WORK INSTRUCTION: Note how many lines in the entries below contain the string "different", and answer with that number and no other text.

THE DATA:

//! CPU implementation of sparse convolution operations.

use crate::dtype::Element;
use crate::error::{Error, Result};
use crate::ops::conv_common::{validate_bias_length, validate_weight};
use crate::ops::{ConvGeometry, SparseConvOps};
use crate::runtime::cpu::CpuClient;
use crate::runtime::cpu::sparse::{
    gather_scatter_backward, gather_scatter_forward, max_pool_backward, max_pool_forward,
};
use crate::sparse::{
    ConvMode, CoordinateSet, Rulebook, RulebookKey, SparseConvTensor, build_rulebook,
    invert_rulebook,
};
use crate::tensor::{DenseTensor, FeatureMatrix};
use std::sync::Arc;

impl<T: Element> SparseConvOps<T> for CpuClient {
    fn sparse_conv(
        &self,
        input: &SparseConvTensor<T>,
        weight: &DenseTensor<T>,
        bias: Option<&DenseTensor<T>>,
        geometry: &ConvGeometry,
        tag: &str,
    ) -> Result<SparseConvTensor<T>> {
        conv_with_mode(self, input, weight, bias, geometry, ConvMode::Regular, tag)
    }

    fn submanifold_conv(
        &self,
        input: &SparseConvTensor<T>,
        weight: &DenseTensor<T>,
        bias: Option<&DenseTensor<T>>,
        geometry: &ConvGeometry,
        tag: &str,
    ) -> Result<SparseConvTensor<T>> {
        conv_with_mode(self, input, weight, bias, geometry, ConvMode::Submanifold, tag)
    }

    fn inverse_conv(
        &self,
        input: &SparseConvTensor<T>,
        weight: &DenseTensor<T>,
        bias: Option<&DenseTensor<T>>,
        geometry: &ConvGeometry,
        tag: &str,
    ) -> Result<SparseConvTensor<T>> {
        conv_with_mode(self, input, weight, bias, geometry, ConvMode::Inverse, tag)
    }

    fn transposed_conv(
        &self,
        input: &SparseConvTensor<T>,
        weight: &DenseTensor<T>,
        bias: Option<&DenseTensor<T>>,
        geometry: &ConvGeometry,
        tag: &str,
    ) -> Result<SparseConvTensor<T>> {
        conv_with_mode(self, input, weight, bias, geometry, ConvMode::Transposed, tag)
    }

    fn sparse_max_pool(
        &self,
        input: &SparseConvTensor<T>,
        geometry: &ConvGeometry,
        tag: &str,
    ) -> Result<SparseConvTensor<T>> {
        let rulebook = self.get_or_build_rulebook(input, geometry, ConvMode::Regular, tag)?;
        let features = max_pool_forward(self, input.features(), &rulebook)?;
        input.derive(features, Arc::clone(rulebook.output_sites()))
    }

    fn sparse_conv_backward(
        &self,
        input: &SparseConvTensor<T>,
        weight: &DenseTensor<T>,
        grad_output: &FeatureMatrix<T>,
        rulebook: &Rulebook,
    ) -> Result<(FeatureMatrix<T>, DenseTensor<T>, DenseTensor<T>)> {
        check_rulebook_input(input, rulebook)?;
        gather_scatter_backward(self, input.features(), rulebook, weight, grad_output)
    }

    fn sparse_max_pool_backward(
        &self,
        input: &SparseConvTensor<T>,
        output: &SparseConvTensor<T>,
        grad_output: &FeatureMatrix<T>,
        rulebook: &Rulebook,
    ) -> Result<FeatureMatrix<T>> {
        check_rulebook_input(input, rulebook)?;
        max_pool_backward(
            self,
            input.features(),
            output.features(),
            grad_output,
            rulebook,
        )
    }

    fn get_or_build_rulebook(
        &self,
        input: &SparseConvTensor<T>,
        geometry: &ConvGeometry,
        mode: ConvMode,
        tag: &str,
    ) -> Result<Arc<Rulebook>> {
        geometry.validate(input.ndim(), "get_or_build_rulebook")?;
        let key = RulebookKey::new(tag, geometry.clone(), mode);

        if let Some(cached) = input.find_rulebook(&key) {
            if !matches_sites(cached.input_sites(), input) {
                return Err(Error::RulebookMismatch {
                    key,
                    reason: format!(
                        "cached rulebook was built for {} input sites, tensor has {} different ones",
                        cached.input_sites().len(),
                        input.num_active()
                    ),
                });
            }
            return Ok(cached);
        }

        let rulebook = match mode {
            ConvMode::Inverse => inverse_rulebook(input, &key)?,
            _ => build_rulebook(self, input.sites(), geometry, mode)?,
        };
        Ok(input.cache_rulebook(key, Arc::new(rulebook)))
    }
}

fn conv_with_mode<T: Element>(
    client: &CpuClient,
    input: &SparseConvTensor<T>,
    weight: &DenseTensor<T>,
    bias: Option<&DenseTensor<T>>,
    geometry: &ConvGeometry,
    mode: ConvMode,
    tag: &str,
) -> Result<SparseConvTensor<T>> {
    const OP: &str = "sparse_conv";

    let span = tracing::debug_span!(
        "sparse_conv",
        %mode,
        tag,
        dtype = %T::DTYPE,
        input_sites = input.num_active()
    );
    let _guard = span.enter();

    // reject bad operands before a rulebook is built or cached
    geometry.validate(input.ndim(), OP)?;
    let (_, c_out) = validate_weight(weight.shape(), geometry, input.num_channels(), OP)?;
    if let Some(bias) = bias {
        validate_bias_length(bias.shape(), c_out, OP)?;
    }

    let rulebook = client.get_or_build_rulebook(input, geometry, mode, tag)?;
    let features = gather_scatter_forward(client, input.features(), &rulebook, weight, bias)?;
    input.derive(features, Arc::clone(rulebook.output_sites()))
}

/// Derive an inverse rulebook from the forward one cached for the same tag and geometry
fn inverse_rulebook<T: Element>(input: &SparseConvTensor<T>, key: &RulebookKey) -> Result<Rulebook> {
    let regular = key.with_mode(ConvMode::Regular);
    let forward = input
        .find_rulebook(&regular)
        .or_else(|| input.find_rulebook(&key.with_mode(ConvMode::Submanifold)))
        .ok_or(Error::MissingRulebook { key: regular })?;

    if !matches_sites(forward.output_sites(), input) {
        return Err(Error::RulebookMismatch {
            key: key.clone(),
            reason: format!(
                "forward rulebook produced {} sites, inverse input has {} different ones",
                forward.output_sites().len(),
                input.num_active()
            ),
        });
    }
    invert_rulebook(&forward)
}

fn matches_sites<T: Element>(sites: &Arc<CoordinateSet>, input: &SparseConvTensor<T>) -> bool {
    Arc::ptr_eq(sites, input.sites()) || sites.same_sites(input.sites())
}

fn check_rulebook_input<T: Element>(input: &SparseConvTensor<T>, rulebook: &Rulebook) -> Result<()> {
    if !matches_sites(rulebook.input_sites(), input) {
        return Err(Error::integrity(format!(
            "rulebook input has {} sites, tensor has {} different ones",
            rulebook.input_sites().len(),
            input.num_active()
        )));
    }
    Ok(())
}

RESPONSE: 3